2012 saw Murphy play in a career-high 94 games, most of which were with the Advanced-A Dunedin Blue Jays. He also recorded career-highs in home runs and RBI, with 12 and 55 respectively. In the offseason, Murphy played for the Canberra Cavalry of the Australian Baseball League, and batted .304 with 5 home runs and 22 RBI. In 2013, Murphy played 56 games with New Hampshire and 3 with the Triple-A Buffalo Bisons, batting .220 with 3 home runs and 22 RBI. He again played with Canberra in the offseason, batting .306 with 2 home runs and 27 RBI. Canberra would go on to win the Australian Championship that season, defeating the Perth Heat.
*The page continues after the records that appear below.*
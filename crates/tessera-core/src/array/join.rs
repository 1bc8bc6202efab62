//! Joining arrays along a dimension and splitting them apart again.
//!
//! `concatenate` and the `*stack` helpers always allocate a fresh row-major
//! array. `split` and its variants return views into the receiver.

use crate::dtype::Element;
use crate::error::{CoreError, Result};

use super::NdArray;

impl<T: Element> NdArray<T> {
    /// Join `arrays` along `dim`.
    ///
    /// Every array must have the same rank and the same extent in every
    /// dimension other than `dim`.
    ///
    /// ```
    /// # use tessera_core::array::NdArray;
    /// let a = NdArray::from_rows(&[[1, 2], [3, 4]]).unwrap();
    /// let b = NdArray::from_rows(&[[5, 6]]).unwrap();
    /// let c = NdArray::concatenate(&[&a, &b], 0).unwrap();
    /// assert_eq!(c.shape(), &[3, 2]);
    /// assert_eq!(c.to_vec(), vec![1, 2, 3, 4, 5, 6]);
    /// ```
    pub fn concatenate(arrays: &[&NdArray<T>], dim: usize) -> Result<Self> {
        let first = arrays.first().ok_or(CoreError::InvalidArgument {
            reason: "cannot concatenate zero arrays",
        })?;
        let ndim = first.ndim();
        if dim >= ndim {
            return Err(CoreError::AxisOutOfBounds { axis: dim, ndim });
        }

        let mut shape = first.shape().to_vec();
        shape[dim] = 0;
        for a in arrays {
            let compatible = a.ndim() == ndim
                && a.shape()
                    .iter()
                    .zip(first.shape())
                    .enumerate()
                    .all(|(d, (&x, &y))| d == dim || x == y);
            if !compatible {
                return Err(CoreError::ShapeMismatch {
                    expected: first.shape().to_vec(),
                    got: a.shape().to_vec(),
                });
            }
            shape[dim] += a.shape()[dim];
        }

        let out = NdArray::full(shape, T::default());
        let mut start = 0;
        for a in arrays {
            let len = a.shape()[dim];
            out.select_range(dim, start, len, 1)?.assign(a)?;
            start += len;
        }
        Ok(out)
    }

    /// Stack matrices on top of each other. 1-D arrays count as single rows.
    pub fn vstack(arrays: &[&NdArray<T>]) -> Result<Self> {
        let rows = as_matrices(arrays, |a| vec![1, a.size()])?;
        let refs: Vec<&NdArray<T>> = rows.iter().collect();
        Self::concatenate(&refs, 0)
    }

    /// Place matrices side by side. 1-D arrays count as single columns.
    pub fn hstack(arrays: &[&NdArray<T>]) -> Result<Self> {
        let columns = as_matrices(arrays, |a| vec![a.size(), 1])?;
        let refs: Vec<&NdArray<T>> = columns.iter().collect();
        Self::concatenate(&refs, 1)
    }

    /// Cut `dim` into `parts` equally sized views.
    ///
    /// ```
    /// # use tessera_core::array::NdArray;
    /// let a = NdArray::from_vec((0..6).collect::<Vec<i32>>(), vec![6]).unwrap();
    /// let parts = a.split(3, 0).unwrap();
    /// assert_eq!(parts[1].to_vec(), vec![2, 3]);
    /// assert!(parts[1].shares_buffer(&a));
    /// ```
    pub fn split(&self, parts: usize, dim: usize) -> Result<Vec<Self>> {
        if dim >= self.ndim() {
            return Err(CoreError::AxisOutOfBounds {
                axis: dim,
                ndim: self.ndim(),
            });
        }
        let extent = self.shape()[dim];
        if parts == 0 || extent % parts != 0 {
            return Err(CoreError::InvalidArgument {
                reason: "parts must evenly divide the split dimension",
            });
        }
        let len = extent / parts;
        (0..parts)
            .map(|i| self.select_range(dim, i * len, len, 1))
            .collect()
    }

    /// Split the rows of a matrix into `parts` blocks.
    pub fn vsplit(&self, parts: usize) -> Result<Vec<Self>> {
        self.split(parts, 0)
    }

    /// Split the columns of a matrix into `parts` blocks.
    pub fn hsplit(&self, parts: usize) -> Result<Vec<Self>> {
        self.split(parts, 1)
    }
}

/// Lift 1-D operands to matrices of `shape(a)`; everything else must already
/// be 2-D.
fn as_matrices<T, F>(arrays: &[&NdArray<T>], shape: F) -> Result<Vec<NdArray<T>>>
where
    T: Element,
    F: Fn(&NdArray<T>) -> Vec<usize>,
{
    arrays
        .iter()
        .map(|a| match a.ndim() {
            1 => a.reshape_or_copy(&shape(*a)),
            2 => Ok((*a).clone()),
            _ => Err(CoreError::InvalidArgument {
                reason: "stacking requires 1-D or 2-D arrays",
            }),
        })
        .collect()
}

#[cfg(test)]
mod tests {
    use super::*;

    fn grid() -> NdArray<i32> {
        NdArray::from_vec((0..6).collect(), vec![2, 3]).unwrap()
    }

    #[test]
    fn test_concatenate_along_columns() {
        let a = grid();
        let b = NdArray::from_rows(&[[10], [20]]).unwrap();
        let c = NdArray::concatenate(&[&a, &b], 1).unwrap();
        assert_eq!(c.shape(), &[2, 4]);
        assert_eq!(c.to_vec(), vec![0, 1, 2, 10, 3, 4, 5, 20]);
        assert!(!c.shares_buffer(&a));
    }

    #[test]
    fn test_concatenate_views_and_empty_parts() {
        let a = grid();
        let t = a.transpose();
        let empty = NdArray::<i32>::zeros(vec![0, 2]);
        let c = NdArray::concatenate(&[&t, &empty, &t], 0).unwrap();
        assert_eq!(c.shape(), &[6, 2]);
        assert_eq!(&c.to_vec()[..6], &[0, 3, 1, 4, 2, 5]);
        assert_eq!(&c.to_vec()[6..], &[0, 3, 1, 4, 2, 5]);
    }

    #[test]
    fn test_concatenate_errors() {
        let a = grid();
        assert!(matches!(
            NdArray::<i32>::concatenate(&[], 0),
            Err(CoreError::InvalidArgument { .. })
        ));
        assert!(matches!(
            NdArray::concatenate(&[&a], 2),
            Err(CoreError::AxisOutOfBounds { .. })
        ));
        let b = NdArray::<i32>::zeros(vec![3, 3]);
        assert!(matches!(
            NdArray::concatenate(&[&a, &b], 1),
            Err(CoreError::ShapeMismatch { .. })
        ));
        let flat = NdArray::<i32>::zeros(vec![3]);
        assert!(NdArray::concatenate(&[&a, &flat], 0).is_err());
    }

    #[test]
    fn test_vstack_and_hstack() {
        let a = grid();
        let row = NdArray::from_vec(vec![7, 8, 9], vec![3]).unwrap();
        let v = NdArray::vstack(&[&a, &row]).unwrap();
        assert_eq!(v.shape(), &[3, 3]);
        assert_eq!(v.row(2).unwrap().to_vec(), vec![7, 8, 9]);

        let col = NdArray::from_vec(vec![-1, -2], vec![2]).unwrap();
        let h = NdArray::hstack(&[&col, &a]).unwrap();
        assert_eq!(h.shape(), &[2, 4]);
        assert_eq!(h.column(0).unwrap().to_vec(), vec![-1, -2]);

        let cube = NdArray::<i32>::zeros(vec![1, 1, 1]);
        assert!(NdArray::vstack(&[&cube]).is_err());
    }

    #[test]
    fn test_split_views() {
        let a = NdArray::from_vec((0..12).collect::<Vec<i32>>(), vec![4, 3]).unwrap();
        let rows = a.vsplit(2).unwrap();
        assert_eq!(rows.len(), 2);
        assert_eq!(rows[1].to_vec(), vec![6, 7, 8, 9, 10, 11]);

        let cols = a.hsplit(3).unwrap();
        assert_eq!(cols[2].to_vec(), vec![2, 5, 8, 11]);
        let rebuilt = NdArray::concatenate(&cols.iter().collect::<Vec<_>>(), 1).unwrap();
        assert_eq!(rebuilt, a);

        rows[0].fill(0);
        assert_eq!(a.get(&[1, 2]).unwrap(), 0);
        assert_eq!(cols[2].get(&[1]).unwrap(), 0);
    }

    #[test]
    fn test_split_errors() {
        let a = grid();
        assert!(matches!(a.split(2, 1), Err(CoreError::InvalidArgument { .. })));
        assert!(a.split(0, 0).is_err());
        assert!(matches!(a.split(1, 2), Err(CoreError::AxisOutOfBounds { .. })));
    }
}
Murphy returned to the Fisher Cats for most of the 2014 season, playing 42 games in New Hampshire and 11 in Buffalo. He batted a combined .221 with 6 home runs and 17 RBI. In his third season with Canberra, Murphy won the team's Silver Slugger and MVP awards, batting .353 with 6 home runs and 37 RBI. The Blue Jays invited him to 2015 spring training after the Australian season ended.

===Los Angeles Dodgers===
Murphy was traded to the Los Angeles Dodgers on September 13, 2015, for Darwin Barney. The Dodgers assigned him to the Triple-A Oklahoma City Dodgers to begin the season. He played in 73 games for Oklahoma City, hitting .250/.358/.327 with 3 home runs and 24 RBI. He returned to Oklahoma City the following season, and played in 57 games split between them and the Double–A Tulsa Drillers; in 163 total at-bats, he hit .141/.237/.184 with no home runs and 13 RBI. He elected free agency following the season on November 6, 2017.

===Cleveland Indians===
Murphy signed a minor league contract with an invitation to spring training with the Cleveland Indians on January 22, 2018. He was released on April 6, 2018.

===Miami Marlins===
On February 28, 2019, Murphy signed a minor league contract with the Miami Marlins. He was released on April 1, 2019.